- by Bree Booth
- The Guardian
- Issue #1974
Content Warning: mentions of sexual assault, sexual violence, violence against women.
In February 2020, changes to the Judicial Proceedings Reports Act made it an offence in Victoria to publicly identify the victim of a sexual offence. These “gag laws” had the (perhaps unintended) consequence of silencing survivors and families. Under the law, they would have to seek permission from a court to have their names or photographs published.
Since then, some progress has been made. Late last year, reforms were introduced to remove the “gag” for survivors. On Tuesday, the 3rd of August, the Victorian parliament began debating legislation that will allow families of victims who have died to do the same.
In Tasmania, survivors are able to self-identify following reforms to that state’s Evidence Act in April 2020. In July 2020, the NT also reformed its laws to allow survivors to self-identify as long as they are over the age of eighteen and give consent in writing. In Victoria, survivors can also “tailor” their consent by controlling which details are available and to whom.
But there is still some way to go. In all three jurisdictions – Tasmania, the NT and Victoria – survivors are still unable to speak out if court proceedings are ongoing or if the offender is appealing the conviction. This can take years. In addition, given that the laws create an exception for self-identification, families of victims who are deceased are still unable to speak out at all. It is this injustice that the proposed Victorian amendments seek to remedy.
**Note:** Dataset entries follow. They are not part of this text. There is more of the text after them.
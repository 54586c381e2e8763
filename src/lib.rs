//! mulepack: assemble the on-disk content layout of deployable Mule
//! artifact packages.
//!
//! Given a project tree and its Maven coordinates, the assembler mirrors
//! the production sources, an IDE-importable copy of the whole project, and
//! the descriptor files into the fixed layout expected inside a Mule
//! package, ready for downstream archiving.

pub mod domain;
pub mod ports;
pub mod services;

use std::fs;
use std::path::{Path, PathBuf};

use serde::Serialize;

use domain::layout::{self, POM_PROPERTIES, POM_XML};
pub use domain::{ArtifactCoordinates, AppError, PackagingKind};
pub use ports::PackagingPolicy;
pub use services::ContentGenerator;

/// Inputs for one package-assembly run.
#[derive(Debug, Clone)]
pub struct AssembleOptions {
    pub group_id: String,
    pub artifact_id: String,
    pub version: String,
    pub packaging: PackagingKind,
    /// Read-only project root.
    pub base_folder: PathBuf,
    /// Output root; created if absent.
    pub target_folder: PathBuf,
    /// Also mirror the test source folder.
    pub test_content: bool,
}

/// Machine-readable summary of an assembly run.
#[derive(Debug, Serialize)]
pub struct AssembleReport {
    pub coordinates: ArtifactCoordinates,
    pub packaging: String,
    pub target_folder: String,
    /// Generated locations, relative to the target folder.
    pub generated: Vec<String>,
}

/// Assemble the package content layout under the target folder.
///
/// Prepares the destination folders the generator's validations require
/// (the build host owns the target tree), then runs the full content
/// generation and, when requested, the optional test-content mirror.
pub fn assemble(options: AssembleOptions) -> Result<AssembleReport, AppError> {
    let coordinates =
        ArtifactCoordinates::new(&options.group_id, &options.artifact_id, &options.version)?;
    let packaging = options.packaging;
    let base = &options.base_folder;
    let target = &options.target_folder;

    prepare_target_folders(&coordinates, packaging, base, target)?;

    let generator = ContentGenerator::new(coordinates.clone(), packaging, base, target)?;
    generator.create_content()?;
    if options.test_content {
        generator.create_test_folder_content()?;
    }

    Ok(AssembleReport {
        generated: generated_paths(&coordinates, packaging, base, &options),
        coordinates,
        packaging: packaging.name().to_string(),
        target_folder: target.display().to_string(),
    })
}

/// The generator validates its destination folders rather than creating
/// them; the integration layer owns that preparation.
fn prepare_target_folders(
    coordinates: &ArtifactCoordinates,
    packaging: PackagingKind,
    base: &Path,
    target: &Path,
) -> Result<(), AppError> {
    let source = packaging.source_folder_location(base);
    if let Some(name) = source.file_name() {
        fs::create_dir_all(target.join(name))?;
    }
    fs::create_dir_all(layout::maven_folder(target, coordinates))?;
    fs::create_dir_all(layout::mule_artifact_folder(target))?;
    fs::create_dir_all(layout::mule_src_folder(target, coordinates.artifact_id()))?;
    Ok(())
}

fn generated_paths(
    coordinates: &ArtifactCoordinates,
    packaging: PackagingKind,
    base: &Path,
    options: &AssembleOptions,
) -> Vec<String> {
    let maven = format!(
        "{}/{}/{}/{}",
        layout::META_INF,
        layout::MAVEN,
        coordinates.group_id(),
        coordinates.artifact_id()
    );

    let mut generated = Vec::new();
    if let Some(name) = packaging.source_folder_location(base).file_name() {
        generated.push(format!("{}/", name.to_string_lossy()));
    }
    generated.push(format!("{maven}/{POM_XML}"));
    generated.push(format!("{maven}/{POM_PROPERTIES}"));
    generated.push(format!(
        "{}/{}/{}",
        layout::META_INF,
        layout::MULE_ARTIFACT,
        packaging.descriptor_file_name()
    ));
    generated.push(format!(
        "{}/{}/{}/",
        layout::META_INF,
        layout::MULE_SRC,
        coordinates.artifact_id()
    ));

    let test_source = packaging.test_source_folder_location(base);
    if options.test_content && test_source.exists() {
        if let Some(name) = test_source.file_name() {
            generated.push(format!("{}/{}/", layout::MULE_TEST, name.to_string_lossy()));
        }
    }

    generated
}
The #LetUsSpeak campaign keeps track of the current laws and ongoing reforms via their website (letusspeak.com.au). They report that the gag laws stifle agency, exacerbate trauma, and contribute to a sense of powerlessness. The effects go beyond the individual to “disempower […] survivors in the community more broadly, by erasing from view public survivor role models.”
We have seen time and again through the #MeToo campaign and high profile cases like the Porter, Pell and Epstein cases that one person speaking out about what has happened to them can empower many others to speak up as well. In cases where the law is unable or unwilling to intervene, a public statement is sometimes the only chance survivors and families have to speak out.
In the midst of a national conversation about the prevalence of sexual violence, survivors and their families telling their stories is crucial to raising awareness and forcing systemic change. We’ve all heard the statistic that one in three women have experienced violence of some form. Allowing survivors and families to speak out puts a human face on this crisis. Put simply, we cannot address a problem that we as a society are (wilfully) unaware of.
The gag laws are a glaring example of how our legal system systematically disadvantages women. The proposed reforms in Victoria are not a magic fix in this sense. This year, the Commonwealth has gone ahead in abolishing the Family Court and Victorian bail laws continue to punish women by keeping them incarcerated for their own “protection” (see Guardian #1951 “Safety Must Come First: Don’t Abolish the Family Court!” and Guardian #1973 “Reform Draconian Victorian Bail Laws!”). So, while the gag law reforms are welcomed, the struggle continues.